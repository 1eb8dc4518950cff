//! UDP sockets behind a small native-style interface.
//!
//! [`DatagramStack`] and [`DatagramSocket`] are the seam between the script
//! bindings and whatever actually moves datagrams. [`StdDatagramStack`] is the
//! host implementation on top of `std::net::UdpSocket`.
//!
//! # Endpoint rules
//!
//! - A local endpoint without an address binds the unspecified address
//!   (`[::]`, falling back to `0.0.0.0` when IPv6 is unavailable).
//! - A remote endpoint must carry both an address and a port, otherwise the
//!   call fails with [`SockError::InvalidEndpoints`].
//! - IPv4 remotes are reached through IPv4-mapped addresses on IPv6 sockets.

use std::fmt;
use std::io;
use std::net::{IpAddr, Ipv4Addr, SocketAddr, SocketAddrV6, UdpSocket};
use std::time::{Duration, Instant};

use super::endpoint::{AddressFamily, Endpoint, ANY_PORT};
use super::error::SockError;

/// Flag: allow several sockets to bind the same local endpoint.
pub const REUSE_EP: u16 = 0x0001;

/// Largest UDP payload; receive buffers never grow past this.
pub const MAX_DATAGRAM_LEN: usize = 65_535;

/// How long `recv` may block.
#[derive(Debug, Clone, Copy, PartialEq, Eq)]
pub enum RecvTimeout {
    /// Return immediately if nothing is queued.
    NonBlocking,
    /// Give up after this long.
    After(Duration),
    /// Block until a datagram arrives.
    Forever,
}

impl RecvTimeout {
    /// `0` is non-blocking, negative waits forever, positive is milliseconds.
    #[must_use]
    pub fn from_millis(ms: i64) -> Self {
        match ms {
            0 => Self::NonBlocking,
            ms if ms < 0 => Self::Forever,
            ms => Self::After(Duration::from_millis(ms.unsigned_abs())),
        }
    }
}

/// Factory for datagram sockets.
pub trait DatagramStack: fmt::Debug {
    /// Create a socket bound to `local` and, if given, defaulting to `remote`.
    fn create(
        &self,
        local: Option<&Endpoint>,
        remote: Option<&Endpoint>,
        flags: u16,
    ) -> Result<Box<dyn DatagramSocket>, SockError>;
}

/// An open datagram socket. Dropping it closes it.
pub trait DatagramSocket: fmt::Debug {
    /// Send one datagram to `remote`, or to the default remote.
    fn send(&mut self, data: &[u8], remote: Option<&Endpoint>) -> Result<usize, SockError>;

    /// Receive one datagram of at most `max_len` bytes.
    ///
    /// `max_len` is capped at [`MAX_DATAGRAM_LEN`].
    ///
    /// With a `remote` filter, datagrams from other sources are discarded
    /// while time remains.
    fn recv(
        &mut self,
        max_len: usize,
        timeout: RecvTimeout,
        remote: Option<&Endpoint>,
    ) -> Result<Vec<u8>, SockError>;

    /// The endpoint the socket is bound to.
    fn local_endpoint(&self) -> Result<Endpoint, SockError>;
}

/// Host UDP stack backed by `std::net`.
#[derive(Debug, Default, Clone, Copy)]
pub struct StdDatagramStack;

impl StdDatagramStack {
    /// Create the host stack.
    #[must_use]
    pub fn new() -> Self {
        Self
    }
}

fn check_remote(remote: &Endpoint) -> Result<(), SockError> {
    if remote.family == AddressFamily::Unspec || remote.port == ANY_PORT {
        return Err(SockError::InvalidEndpoints);
    }
    Ok(())
}

fn bind(addr: SocketAddr, flags: u16) -> io::Result<UdpSocket> {
    if flags & REUSE_EP != 0 {
        bind_reusable(addr)
    } else {
        UdpSocket::bind(addr)
    }
}

#[cfg(unix)]
fn bind_reusable(addr: SocketAddr) -> io::Result<UdpSocket> {
    use std::mem;
    use std::os::unix::io::FromRawFd;

    let domain = if addr.is_ipv4() {
        libc::AF_INET
    } else {
        libc::AF_INET6
    };

    // SAFETY: socket(2) takes no pointers; the result is checked before use.
    let fd = unsafe { libc::socket(domain, libc::SOCK_DGRAM, 0) };
    if fd < 0 {
        return Err(io::Error::last_os_error());
    }
    // SAFETY: `fd` was just created and is owned by nothing else.
    let socket = unsafe { UdpSocket::from_raw_fd(fd) };

    let one: libc::c_int = 1;
    // SAFETY: `fd` is open; the option value points to a live c_int of the given size.
    let rc = unsafe {
        libc::setsockopt(
            fd,
            libc::SOL_SOCKET,
            libc::SO_REUSEADDR,
            (&one as *const libc::c_int).cast::<libc::c_void>(),
            mem::size_of::<libc::c_int>() as libc::socklen_t,
        )
    };
    if rc < 0 {
        return Err(io::Error::last_os_error());
    }

    let rc = match addr {
        SocketAddr::V4(v4) => {
            // SAFETY: sockaddr_in is plain old data; all-zero is a valid value.
            let mut sa: libc::sockaddr_in = unsafe { mem::zeroed() };
            sa.sin_family = libc::AF_INET as libc::sa_family_t;
            sa.sin_port = v4.port().to_be();
            sa.sin_addr.s_addr = u32::from_ne_bytes(v4.ip().octets());
            // SAFETY: `sa` is initialized and the length is its exact size.
            unsafe {
                libc::bind(
                    fd,
                    (&sa as *const libc::sockaddr_in).cast::<libc::sockaddr>(),
                    mem::size_of::<libc::sockaddr_in>() as libc::socklen_t,
                )
            }
        }
        SocketAddr::V6(v6) => {
            // SAFETY: sockaddr_in6 is plain old data; all-zero is a valid value.
            let mut sa: libc::sockaddr_in6 = unsafe { mem::zeroed() };
            sa.sin6_family = libc::AF_INET6 as libc::sa_family_t;
            sa.sin6_port = v6.port().to_be();
            sa.sin6_addr.s6_addr = v6.ip().octets();
            sa.sin6_scope_id = v6.scope_id();
            // SAFETY: `sa` is initialized and the length is its exact size.
            unsafe {
                libc::bind(
                    fd,
                    (&sa as *const libc::sockaddr_in6).cast::<libc::sockaddr>(),
                    mem::size_of::<libc::sockaddr_in6>() as libc::socklen_t,
                )
            }
        }
    };
    if rc < 0 {
        return Err(io::Error::last_os_error());
    }

    Ok(socket)
}

#[cfg(not(unix))]
fn bind_reusable(addr: SocketAddr) -> io::Result<UdpSocket> {
    log::warn!("REUSE_EP is not supported on this platform; binding {addr} exclusively");
    UdpSocket::bind(addr)
}

/// Bind the local side, picking the unspecified address of the right family.
fn bind_local(
    local: &Endpoint,
    remote: Option<&Endpoint>,
    flags: u16,
) -> Result<UdpSocket, SockError> {
    let unspecified_v4 = SocketAddr::new(IpAddr::V4(Ipv4Addr::UNSPECIFIED), local.port);

    if local.family != AddressFamily::Unspec {
        return bind(local.to_socket_addr(), flags).map_err(SockError::from);
    }
    if remote.is_some_and(|r| r.family == AddressFamily::Inet4) {
        return bind(unspecified_v4, flags).map_err(SockError::from);
    }

    match bind(local.to_socket_addr(), flags) {
        Ok(socket) => Ok(socket),
        Err(e) => match SockError::from(&e) {
            SockError::AfNotSupported | SockError::AddrNotAvailable => {
                log::debug!("IPv6 unavailable ({e}), binding IPv4 instead");
                bind(unspecified_v4, flags).map_err(SockError::from)
            }
            other => Err(other),
        },
    }
}

impl DatagramStack for StdDatagramStack {
    fn create(
        &self,
        local: Option<&Endpoint>,
        remote: Option<&Endpoint>,
        flags: u16,
    ) -> Result<Box<dyn DatagramSocket>, SockError> {
        if let Some(remote) = remote {
            check_remote(remote)?;
        }
        if let (Some(l), Some(r)) = (local, remote) {
            if l.family != AddressFamily::Unspec && l.family != r.family {
                return Err(SockError::InvalidEndpoints);
            }
        }

        let local = local.copied().unwrap_or_default();
        let socket = bind_local(&local, remote, flags)?;
        let sock = StdDatagramSocket { socket };

        if let Some(remote) = remote {
            let target = sock.fit(remote.to_socket_addr());
            sock.socket.connect(target)?;
        }

        log::debug!(
            "UDP socket created (local={}, remote={})",
            sock.local_endpoint()
                .map_or_else(|e| e.to_string(), |ep| ep.to_string()),
            remote.map_or_else(|| "-".to_string(), ToString::to_string)
        );

        Ok(Box::new(sock))
    }
}

/// Socket created by [`StdDatagramStack`].
#[derive(Debug)]
pub struct StdDatagramSocket {
    socket: UdpSocket,
}

impl StdDatagramSocket {
    /// Adapt a destination to the socket's own family.
    fn fit(&self, addr: SocketAddr) -> SocketAddr {
        let local_is_v6 = self.socket.local_addr().map_or(true, |a| a.is_ipv6());
        match addr {
            SocketAddr::V4(v4) if local_is_v6 => {
                SocketAddr::V6(SocketAddrV6::new(v4.ip().to_ipv6_mapped(), v4.port(), 0, 0))
            }
            SocketAddr::V6(v6) if !local_is_v6 => match v6.ip().to_ipv4_mapped() {
                Some(v4) => SocketAddr::new(IpAddr::V4(v4), v6.port()),
                None => addr,
            },
            _ => addr,
        }
    }

    fn apply_timeout(&self, timeout: RecvTimeout, deadline: Option<Instant>) -> Result<(), SockError> {
        match timeout {
            RecvTimeout::NonBlocking => self.socket.set_nonblocking(true)?,
            RecvTimeout::Forever => {
                self.socket.set_nonblocking(false)?;
                self.socket.set_read_timeout(None)?;
            }
            RecvTimeout::After(_) => {
                let remaining = deadline
                    .map(|d| d.saturating_duration_since(Instant::now()))
                    .unwrap_or_default();
                if remaining.is_zero() {
                    return Err(SockError::TimedOut);
                }
                self.socket.set_nonblocking(false)?;
                self.socket.set_read_timeout(Some(remaining))?;
            }
        }
        Ok(())
    }
}

impl DatagramSocket for StdDatagramSocket {
    fn send(&mut self, data: &[u8], remote: Option<&Endpoint>) -> Result<usize, SockError> {
        match remote {
            Some(remote) => {
                check_remote(remote)?;
                let target = self.fit(remote.to_socket_addr());
                Ok(self.socket.send_to(data, target)?)
            }
            None => Ok(self.socket.send(data)?),
        }
    }

    fn recv(
        &mut self,
        max_len: usize,
        timeout: RecvTimeout,
        remote: Option<&Endpoint>,
    ) -> Result<Vec<u8>, SockError> {
        let deadline = match timeout {
            RecvTimeout::After(d) => Some(Instant::now() + d),
            _ => None,
        };
        let mut buf = vec![0u8; max_len.min(MAX_DATAGRAM_LEN)];

        loop {
            self.apply_timeout(timeout, deadline)?;

            let (n, source) = match self.socket.recv_from(&mut buf) {
                Ok(received) => received,
                Err(e) => {
                    return Err(match e.kind() {
                        io::ErrorKind::WouldBlock | io::ErrorKind::TimedOut => match timeout {
                            RecvTimeout::NonBlocking => SockError::WouldBlock,
                            _ => SockError::TimedOut,
                        },
                        _ => SockError::from(&e),
                    });
                }
            };

            match remote {
                Some(filter) if !filter.matches(&source) => {
                    log::debug!("Dropping datagram from {source} (expecting {filter})");
                }
                _ => {
                    buf.truncate(n);
                    return Ok(buf);
                }
            }
        }
    }

    fn local_endpoint(&self) -> Result<Endpoint, SockError> {
        Ok(Endpoint::from_socket_addr(self.socket.local_addr()?))
    }
}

> [REQUIRED ACTION] Wherever a line holds the word "Instant", copy that line out of the entries above.

> [ANSWER SPACE]
use std::time::{Duration, Instant};
    fn apply_timeout(&self, timeout: RecvTimeout, deadline: Option<Instant>) -> Result<(), SockError> {
                    .map(|d| d.saturating_duration_since(Instant::now()))
            RecvTimeout::After(d) => Some(Instant::now() + d),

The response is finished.